Mohon tunggu...
Agnes Sony Tianinda
Agnes Sony Tianinda Mohon Tunggu... Freelancer - Mahasiswa

Masih belajar menulis.

Selanjutnya

Tutup

Kebijakan

Program "Brownis", Bukti Nyata Lemahnya KPI di Mata Televisi Swasta

19 Mei 2020   00:05 Diperbarui: 19 Mei 2020   00:14 432
+
Laporkan Konten
Laporkan Akun
Kompasiana adalah platform blog. Konten ini menjadi tanggung jawab bloger dan tidak mewakili pandangan redaksi Kompas.
Lihat foto
Birokrasi. Sumber ilustrasi: KOMPAS.com/GARRY LOTULUNG

"Brownis" adalah akronim dari kata "Obrolan Manis, program talkshow yang ditayangkan oleh Trans TV sejak tahun 2017 dengan menyajikan empat pembawa acara yaitu Ruben Onsu, Ivan Gunawan, Ayu Ting Ting, dan Wendi Cagur.
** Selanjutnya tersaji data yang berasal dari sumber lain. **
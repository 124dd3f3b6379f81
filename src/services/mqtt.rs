//! Desktop printer client over `rumqttc`.
//!
//! Connects to the printer's broker over TLS, subscribes to its report
//! topic and merges every report into [`SharedPrinterStatus`]. The client
//! half implements [`PrinterLink`] so the dispatcher can publish commands
//! on the request topic.
//!
//! ```ignore
//! let status = Arc::new(SharedPrinterStatus::new());
//! let (client, events) = PrinterClient::new(PrinterRuntimeConfig::from_config(&config.printer), Arc::clone(&status));
//! tokio::spawn(events.run());
//! let app = AppState::new(registry, status, device, client);
//! ```

use std::sync::atomic::{AtomicBool, Ordering};
use std::sync::Arc;
use std::time::Duration;

use log::{debug, info, warn};
use rumqttc::{
    AsyncClient, Event, EventLoop, MqttOptions, Packet, QoS, TlsConfiguration, Transport,
};

use crate::commands::PrinterCommand;
use crate::config::PrinterConfig;
use crate::traits::{LinkError, PrinterLink};

use super::shared::SharedPrinterStatus;

// ============================================================================
// Configuration
// ============================================================================

/// Runtime printer connection settings for `rumqttc`.
///
/// Owned-string counterpart of [`PrinterConfig`].
#[derive(Debug, Clone)]
pub struct PrinterRuntimeConfig {
    /// Printer hostname or IP
    pub host: String,
    /// Broker port
    pub port: u16,
    /// Printer serial, used in topic names
    pub serial: String,
    /// LAN access code, used as the password
    pub access_code: String,
    /// Broker username
    pub username: String,
    /// Client ID
    pub client_id: String,
    /// Keep-alive interval in seconds
    pub keep_alive_secs: u16,
    /// Delay before retrying after a connection error
    pub reconnect_ms: u64,
}

impl Default for PrinterRuntimeConfig {
    fn default() -> Self {
        Self::from_config(&PrinterConfig::default())
    }
}

impl PrinterRuntimeConfig {
    /// Create from shared PrinterConfig
    pub fn from_config(config: &PrinterConfig) -> Self {
        Self {
            host: config.host.as_str().to_string(),
            port: config.port,
            serial: config.serial.as_str().to_string(),
            access_code: config.access_code.as_str().to_string(),
            username: config.username.as_str().to_string(),
            client_id: config.client_id.as_str().to_string(),
            keep_alive_secs: config.keep_alive_secs,
            reconnect_ms: config.reconnect_ms as u64,
        }
    }

    /// Topic the printer publishes status on
    pub fn report_topic(&self) -> String {
        format!("device/{}/report", self.serial)
    }

    /// Topic the printer accepts commands on
    pub fn request_topic(&self) -> String {
        format!("device/{}/request", self.serial)
    }

    fn options(&self) -> MqttOptions {
        let mut options = MqttOptions::new(&self.client_id, &self.host, self.port);
        options.set_credentials(&self.username, &self.access_code);
        options.set_keep_alive(Duration::from_secs(self.keep_alive_secs as u64));
        options.set_clean_session(true);

        // Printers present self-signed certificates
        let tls = TlsConfiguration::Simple {
            ca: vec![],
            alpn: None,
            client_auth: None,
        };
        options.set_transport(Transport::tls_with_config(tls));
        options
    }
}

// ============================================================================
// Client
// ============================================================================

/// Command half of the printer connection.
#[derive(Clone)]
pub struct PrinterClient {
    client: AsyncClient,
    request_topic: String,
    connected: Arc<AtomicBool>,
}

/// Receive half of the printer connection. Drive it with [`PrinterEvents::run`].
pub struct PrinterEvents {
    client: AsyncClient,
    event_loop: EventLoop,
    config: PrinterRuntimeConfig,
    status: Arc<SharedPrinterStatus>,
    connected: Arc<AtomicBool>,
}

impl PrinterClient {
    /// Create both halves. Nothing touches the network until the events half runs.
    pub fn new(
        config: PrinterRuntimeConfig,
        status: Arc<SharedPrinterStatus>,
    ) -> (Self, PrinterEvents) {
        let (client, event_loop) = AsyncClient::new(config.options(), 16);
        let connected = Arc::new(AtomicBool::new(false));

        let handle = Self {
            client: client.clone(),
            request_topic: config.request_topic(),
            connected: Arc::clone(&connected),
        };
        let events = PrinterEvents {
            client,
            event_loop,
            config,
            status,
            connected,
        };
        (handle, events)
    }
}

impl PrinterLink for PrinterClient {
    fn send(&self, command: &PrinterCommand) -> Result<(), LinkError> {
        if !self.is_connected() {
            return Err(LinkError::NotConnected);
        }
        debug!("-> printer {}", command.encode());
        self.client
            .try_publish(
                self.request_topic.as_str(),
                QoS::AtMostOnce,
                false,
                command.encode(),
            )
            .map_err(|e| LinkError::Publish(e.to_string()))
    }

    fn is_connected(&self) -> bool {
        self.connected.load(Ordering::Acquire)
    }
}

impl PrinterEvents {
    /// Poll the connection forever, reconnecting after errors.
    pub async fn run(mut self) {
        let report_topic = self.config.report_topic();
        info!(
            "printer client connecting to {}:{}",
            self.config.host, self.config.port
        );

        loop {
            match self.event_loop.poll().await {
                Ok(Event::Incoming(Packet::ConnAck(_))) => {
                    info!("printer connected, subscribing to {}", report_topic);
                    self.connected.store(true, Ordering::Release);
                    if let Err(e) = self
                        .client
                        .try_subscribe(report_topic.as_str(), QoS::AtMostOnce)
                    {
                        warn!("printer subscribe failed: {}", e);
                    }
                    // Ask for a full report so status is populated immediately
                    let _ = self.client.try_publish(
                        self.config.request_topic(),
                        QoS::AtMostOnce,
                        false,
                        PrinterCommand::PushAll.encode(),
                    );
                }
                Ok(Event::Incoming(Packet::Publish(publish))) => {
                    if publish.topic == report_topic {
                        self.status.apply_report(&publish.payload);
                    }
                }
                Ok(Event::Incoming(Packet::Disconnect)) => {
                    self.connected.store(false, Ordering::Release);
                }
                Ok(_) => {}
                Err(e) => {
                    if self.connected.swap(false, Ordering::AcqRel) {
                        warn!("printer connection lost: {}", e);
                    } else {
                        debug!("printer connection error: {}", e);
                    }
                    tokio::time::sleep(Duration::from_millis(self.config.reconnect_ms)).await;
                }
            }
        }
    }
}

#[cfg(test)]
mod tests {
    use super::*;

    fn config() -> PrinterRuntimeConfig {
        PrinterRuntimeConfig::from_config(
            &PrinterConfig::default()
                .with_host("192.168.1.50")
                .with_serial("01P00A123")
                .with_access_code("12345678"),
        )
    }

    #[test]
    fn runtime_config_copies_shared_config() {
        let config = config();
        assert_eq!(config.host, "192.168.1.50");
        assert_eq!(config.port, 8883);
        assert_eq!(config.username, "bblp");
        assert_eq!(config.access_code, "12345678");
        assert_eq!(config.report_topic(), "device/01P00A123/report");
        assert_eq!(config.request_topic(), "device/01P00A123/request");
    }

    #[test]
    fn send_before_connack_is_not_connected() {
        let (client, _events) = PrinterClient::new(config(), Arc::new(SharedPrinterStatus::new()));
        assert!(!client.is_connected());
        assert_eq!(
            client.send(&PrinterCommand::Pause),
            Err(LinkError::NotConnected)
        );
    }
}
Selama tiga tahun penyiaran, KPI telah beberapa kali melayangkan teguran tertulis maupun sanksi pemberhentian sementara program "Brownis".

Mengabaikan Sanksi dan Teguran

Puncaknya pada tahun 2019 KPI melayangkan sanksi penghentian sementara "Brownis" selama dua hari, yaitu tanggal 14-15 Oktober 2019. Keputusan ini diambil atas pertimbangan beberapa pelanggaran yang dilakukan oleh "Brownis" sepanjang tahun 2019 yang melanggar beberapa Peraturan Komisi Penyiaran Indonesia mengenai Pedoman Perilaku Penyiaran dan Standar Program Siaran atau P3SPS (KPI, 2019). Sanksi ini diabaikan karena "Brownis" tetap disiarkan dengan nama berbeda. Akhirnya, KPI kembali mengeluarkan sanksi penghentian sementara "Brownis" selama empat hari, mulai dari tanggal 6 hingga 9 April 2020 (KPI, 2020)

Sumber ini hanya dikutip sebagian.